Arancha G. Herranz – Viaje sin escalas

En el intento de reconocernos de nuevo por tus calles de siempre, emergen inevitables momentos pasados, dolientes, mientras transcurre la escena goyesca de la razón y los monstruos, añorando volver a encontrarnos cuando todo esto pase, implorando una prórroga para recuperar los abrazos perdidos, que esperan, contenidos, su liberación.

Demando el olor de la hierba recién cortada, y reactivar todos mis instintos. Quiero descongelar la risa mientras celebro el gesto acogedor de nuestros mayores que rinden el rescate más aplaudido de todos cuando paralizados por la incertidumbre y el miedo te dedican casi mudos el saludo más valioso, algo más que un impulso de buena educación, animando a continuar el viaje.

Distantes, reacios, en una calma tensa queriendo volver a ser los mismos de antes. Supervivientes afortunados que han de reflotar casi ahogados por el naufragio.

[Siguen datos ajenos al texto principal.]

//! Implementation of `fpgaforge generate` and `fpgaforge transfer`.
//!
//! Loading a project layers, from lowest to highest precedence: backend
//! defaults, global config, project config, the manifest, then command-line
//! overrides.

use std::path::{Path, PathBuf};

use anyhow::{bail, Context, Result};

use crate::builder::shim::BackendId;
use crate::core::choice::{Strategy, Task};
use crate::core::manifest::{find_manifest, Manifest, MANIFEST_NAME};
use crate::core::project::{Invocation, Project, TransferRequest};
use crate::util::config::{load_config, project_config_path};
use crate::util::diagnostic::suggestions;

/// Where to find the project and what to override.
#[derive(Debug, Clone, Default)]
pub struct LoadOptions {
    /// Explicit manifest, otherwise searched upward from the working directory
    pub manifest_path: Option<PathBuf>,

    /// Global config file (`~/.fpgaforge/config.toml`)
    pub global_config: Option<PathBuf>,

    pub backend: Option<BackendId>,
    pub part: Option<String>,
    pub outdir: Option<PathBuf>,
    pub template_dir: Option<PathBuf>,
}

/// Load the manifest and build the project it describes.
pub fn load_project(cwd: &Path, opts: &LoadOptions) -> Result<Project> {
    let manifest_path = match &opts.manifest_path {
        Some(path) => path.clone(),
        None => match find_manifest(cwd) {
            Some(path) => path,
            None => bail!(
                "could not find `{}` in `{}` or any parent directory\n{}",
                MANIFEST_NAME,
                cwd.display(),
                suggestions::NO_MANIFEST
            ),
        },
    };

    let manifest = Manifest::load(&manifest_path)?;
    let root = manifest.manifest_dir.clone();
    let config = load_config(opts.global_config.as_deref(), &project_config_path(&root));

    let backend = match opts.backend {
        Some(id) => id,
        None => match manifest.backend()?.or(config.backend()?) {
            Some(id) => id,
            None => bail!(
                "no backend selected: set [project] backend in {}, `build.backend` in the \
                 config, or pass --backend\n{}",
                MANIFEST_NAME,
                suggestions::UNKNOWN_BACKEND
            ),
        },
    };
    tracing::debug!(
        "loading {} for the {} backend",
        manifest_path.display(),
        backend
    );

    let mut project = manifest.to_project(backend)?;

    // Relative config paths are taken relative to the project root
    if manifest.project.outdir.is_none() {
        let outdir = config
            .build
            .outdir
            .clone()
            .unwrap_or_else(|| project.config().outdir.clone());
        project.set_outdir(root.join(outdir));
    }
    if manifest.project.template_dir.is_none() {
        if let Some(dir) = &config.build.template_dir {
            project.set_template_dir(root.join(dir));
        }
    }

    if let Some(part) = &opts.part {
        project
            .set_part(part)
            .with_context(|| format!("invalid --part for the {} backend", backend))?;
    }
    if let Some(outdir) = &opts.outdir {
        project.set_outdir(outdir.clone());
    }
    if let Some(dir) = &opts.template_dir {
        project.set_template_dir(dir.clone());
    }

    Ok(project)
}

/// Write the build scripts.
pub fn generate(
    project: &mut Project,
    strategy: Option<Strategy>,
    task: Option<Task>,
) -> Result<Invocation> {
    project
        .generate(strategy, task)
        .with_context(|| format!("failed to generate {} scripts", project.backend()))
}

/// Write the programming script.
///
/// A missing bitstream is only a warning: the build may not have run yet.
pub fn transfer(project: &Project, req: &TransferRequest) -> Result<Invocation> {
    let bitstream = req
        .bitstream
        .clone()
        .unwrap_or_else(|| project.bitstream_path());
    if !bitstream.exists() {
        tracing::warn!(
            "bitstream {} does not exist yet\n{}",
            bitstream.display(),
            suggestions::NO_BITSTREAM
        );
    }

    project
        .transfer(req)
        .with_context(|| format!("failed to prepare {} programming", project.backend()))
}

#[cfg(test)]
mod tests {
    use super::*;
    use crate::core::choice::DevType;
    use crate::core::errors::BuildError;
    use std::fs;
    use tempfile::TempDir;

    fn write_project(root: &Path, manifest: &str) {
        fs::create_dir_all(root.join("hdl")).unwrap();
        fs::write(root.join("hdl/top.v"), "module Top; endmodule").unwrap();
        fs::write(root.join(MANIFEST_NAME), manifest).unwrap();
    }

    #[test]
    fn test_manifest_found_from_subdir() {
        let tmp = TempDir::new().unwrap();
        write_project(
            tmp.path(),
            "[project]\nbackend = \"openflow\"\n[[files]]\npath = \"hdl/top.v\"\n",
        );

        let project = load_project(&tmp.path().join("hdl"), &LoadOptions::default()).unwrap();
        assert_eq!(project.backend(), BackendId::Openflow);
        assert_eq!(project.config().outdir, tmp.path().join("results"));
    }

    #[test]
    fn test_missing_manifest() {
        let tmp = TempDir::new().unwrap();
        let err = load_project(tmp.path(), &LoadOptions::default()).unwrap_err();
        assert!(err.to_string().contains("fpgaforge init"));
    }

    #[test]
    fn test_backend_precedence() {
        let tmp = TempDir::new().unwrap();
        write_project(tmp.path(), "");

        let err = load_project(tmp.path(), &LoadOptions::default()).unwrap_err();
        assert!(err.to_string().contains("no backend selected"));

        let global = tmp.path().join("global.toml");
        fs::write(&global, "[build]\nbackend = \"quartus\"\noutdir = \"out\"\n").unwrap();
        let opts = LoadOptions {
            global_config: Some(global.clone()),
            ..Default::default()
        };
        let project = load_project(tmp.path(), &opts).unwrap();
        assert_eq!(project.backend(), BackendId::Quartus);
        assert_eq!(project.config().outdir, tmp.path().join("out"));

        fs::create_dir_all(tmp.path().join(".fpgaforge")).unwrap();
        fs::write(
            tmp.path().join(".fpgaforge/config.toml"),
            "[build]\nbackend = \"diamond\"\n",
        )
        .unwrap();
        let project = load_project(tmp.path(), &opts).unwrap();
        assert_eq!(project.backend(), BackendId::Diamond);

        let opts = LoadOptions {
            global_config: Some(global),
            backend: Some(BackendId::Vivado),
            ..Default::default()
        };
        assert_eq!(load_project(tmp.path(), &opts).unwrap().backend(), BackendId::Vivado);
    }

    #[test]
    fn test_cli_part_override() {
        let tmp = TempDir::new().unwrap();
        write_project(tmp.path(), "[project]\nbackend = \"ise\"\n");

        let opts = LoadOptions {
            part: Some("xc6slx9-csg324".to_string()),
            ..Default::default()
        };
        let err = load_project(tmp.path(), &opts).unwrap_err();
        assert!(matches!(
            err.downcast_ref::<BuildError>(),
            Some(BuildError::MalformedPart { .. })
        ));
    }

    #[test]
    fn test_generate_and_transfer() {
        let tmp = TempDir::new().unwrap();
        write_project(
            tmp.path(),
            "[project]\nbackend = \"openflow\"\nname = \"blink\"\n[[files]]\npath = \"hdl/top.v\"\n",
        );

        let mut project = load_project(tmp.path(), &LoadOptions::default()).unwrap();
        let invocation = generate(&mut project, None, Some(Task::Syn)).unwrap();
        assert!(tmp.path().join("results/openflow.sh").exists());
        assert_eq!(invocation.command, "bash openflow.sh");

        let invocation = transfer(&project, &TransferRequest::new(DevType::Fpga)).unwrap();
        assert_eq!(invocation.scripts, vec![tmp.path().join("results/openflow-prog.sh")]);
    }
}
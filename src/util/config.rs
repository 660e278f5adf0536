//! Configuration file support for fpgaforge.
//!
//! Two configuration file locations are read:
//! - Global: `~/.fpgaforge/config.toml` - User-wide defaults
//! - Project: `.fpgaforge/config.toml` - Project-specific overrides
//!
//! Project config takes precedence over global config.

use std::path::{Path, PathBuf};

use anyhow::{Context, Result};
use serde::{Deserialize, Serialize};

use crate::builder::shim::BackendId;

/// Name of the per-user and per-project configuration directory.
pub const CONFIG_DIR_NAME: &str = ".fpgaforge";

/// fpgaforge configuration.
#[derive(Debug, Clone, Default, Serialize, Deserialize)]
#[serde(default)]
pub struct Config {
    /// Build settings
    pub build: BuildSettings,
}

/// Build-related configuration.
#[derive(Debug, Clone, Default, Serialize, Deserialize)]
#[serde(default)]
pub struct BuildSettings {
    /// Default backend when the manifest does not name one
    pub backend: Option<String>,

    /// Default output directory for rendered scripts
    pub outdir: Option<PathBuf>,

    /// Directory searched for template overrides
    pub template_dir: Option<PathBuf>,
}

impl Config {
    /// Load configuration from a file.
    pub fn load(path: &Path) -> Result<Self> {
        let contents = std::fs::read_to_string(path)
            .with_context(|| format!("failed to read config file: {}", path.display()))?;

        toml::from_str(&contents)
            .with_context(|| format!("failed to parse config file: {}", path.display()))
    }

    /// Load configuration with fallback to defaults if file doesn't exist.
    pub fn load_or_default(path: &Path) -> Self {
        if path.exists() {
            Self::load(path).unwrap_or_else(|e| {
                tracing::warn!("Failed to load config from {}: {:#}", path.display(), e);
                Self::default()
            })
        } else {
            Self::default()
        }
    }

    /// Merge another config into this one (other takes precedence).
    pub fn merge(&mut self, other: Config) {
        if other.build.backend.is_some() {
            self.build.backend = other.build.backend;
        }
        if other.build.outdir.is_some() {
            self.build.outdir = other.build.outdir;
        }
        if other.build.template_dir.is_some() {
            self.build.template_dir = other.build.template_dir;
        }
    }

    /// Parse the default backend.
    ///
    /// Unknown names are reported with the list of valid backends.
    pub fn backend(&self) -> Result<Option<BackendId>> {
        self.build
            .backend
            .as_deref()
            .map(|s| s.parse::<BackendId>())
            .transpose()
            .context("invalid `build.backend` in config")
    }
}

/// Load merged configuration from global and project locations.
///
/// Order of precedence (highest to lowest):
/// 1. Project config (.fpgaforge/config.toml)
/// 2. Global config (~/.fpgaforge/config.toml)
/// 3. Defaults
pub fn load_config(global_path: Option<&Path>, project_path: &Path) -> Config {
    let mut config = Config::default();

    if let Some(global_path) = global_path {
        config.merge(Config::load_or_default(global_path));
    }

    config.merge(Config::load_or_default(project_path));

    config
}

/// Get the global config directory (~/.fpgaforge).
pub fn global_config_dir() -> Option<PathBuf> {
    directories::BaseDirs::new().map(|b| b.home_dir().join(CONFIG_DIR_NAME))
}

/// Get the global config path (~/.fpgaforge/config.toml).
pub fn global_config_path() -> Option<PathBuf> {
    global_config_dir().map(|dir| dir.join("config.toml"))
}

/// Get the project config path (.fpgaforge/config.toml).
pub fn project_config_path(project_root: &Path) -> PathBuf {
    project_root.join(CONFIG_DIR_NAME).join("config.toml")
}
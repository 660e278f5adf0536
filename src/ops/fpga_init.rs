//! Implementation of `fpgaforge init`.

use std::fs;
use std::path::{Path, PathBuf};

use anyhow::{bail, Context, Result};

use crate::builder::shim::{create_shim, BackendId};
use crate::core::manifest::{generate_manifest, MANIFEST_NAME};

/// Options for initializing a project.
#[derive(Debug, Clone)]
pub struct InitOptions {
    /// Project name (defaults to the directory name)
    pub name: Option<String>,

    /// Backend written into the manifest
    pub backend: BackendId,

    /// Target part (defaults to the backend's default part)
    pub part: Option<String>,
}

const STARTER_TOP: &str = r#"// Blink an LED at roughly 1 Hz from a 12 MHz clock.
module Top #(
    parameter FREQ = 12000000
) (
    input  wire clk,
    output reg  led
);
    reg [31:0] count = 0;

    always @(posedge clk) begin
        if (count == FREQ / 2 - 1) begin
            count <= 0;
            led <= ~led;
        end else begin
            count <= count + 1;
        end
    end
endmodule
"#;

const GITIGNORE: &str = r#"# fpgaforge output
results/

# Vendor tool droppings
*.jou
*.log
.Xil/
"#;

/// Create `Fpga.toml` and a starter design in `path`.
///
/// Returns the manifest path. An existing manifest is never overwritten.
pub fn init_project(path: &Path, opts: &InitOptions) -> Result<PathBuf> {
    if !path.exists() {
        fs::create_dir_all(path)
            .with_context(|| format!("failed to create directory: {}", path.display()))?;
    }

    let manifest_path = path.join(MANIFEST_NAME);
    if manifest_path.exists() {
        bail!("`{}` already exists in `{}`", MANIFEST_NAME, path.display());
    }

    let shim = create_shim(opts.backend);
    let part = match &opts.part {
        Some(part) => shim
            .normalize_part(part)
            .with_context(|| format!("invalid part for the {} backend", opts.backend))?,
        None => shim.capabilities().default_part.to_string(),
    };

    let name = match &opts.name {
        Some(name) => name.clone(),
        None => path
            .canonicalize()
            .ok()
            .and_then(|p| p.file_name().map(|n| n.to_string_lossy().into_owned()))
            .unwrap_or_else(|| "top".to_string()),
    };

    fs::write(&manifest_path, generate_manifest(&name, opts.backend, &part))
        .with_context(|| format!("failed to write {}", MANIFEST_NAME))?;

    let hdl_dir = path.join("hdl");
    fs::create_dir_all(&hdl_dir).context("failed to create hdl directory")?;
    let top = hdl_dir.join("top.v");
    if !top.exists() {
        fs::write(&top, STARTER_TOP).context("failed to write hdl/top.v")?;
    }

    let gitignore = path.join(".gitignore");
    if !gitignore.exists() {
        fs::write(&gitignore, GITIGNORE).context("failed to write .gitignore")?;
    }

    tracing::debug!("initialized {} project `{}` for {}", opts.backend, name, part);
    Ok(manifest_path)
}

Agradecidos de volver a contemplar tus indelebles puestas de sol desde La Fuensanta, pellizcándonos si eso que vemos son las gavillas de un paisaje cabizbajo que es testigo de un guión surrealista de miradas congeladas, reprimiendo el pesimismo entre pacientes y longevos pinos espinariegos, que susurran al oído su chasquido misterioso.

Hoy regreso a mis años mozos y te recorro activando mis sentidos por La Forestal hasta Arroyo Mayor, escuchando el sonido del agua y de los pájaros, los ruidos del bosque encantado, con ausencias y vacíos, tocados pero no hundidos, sometidos y rebeldes recuperando el aliento en este hospital de la sierra.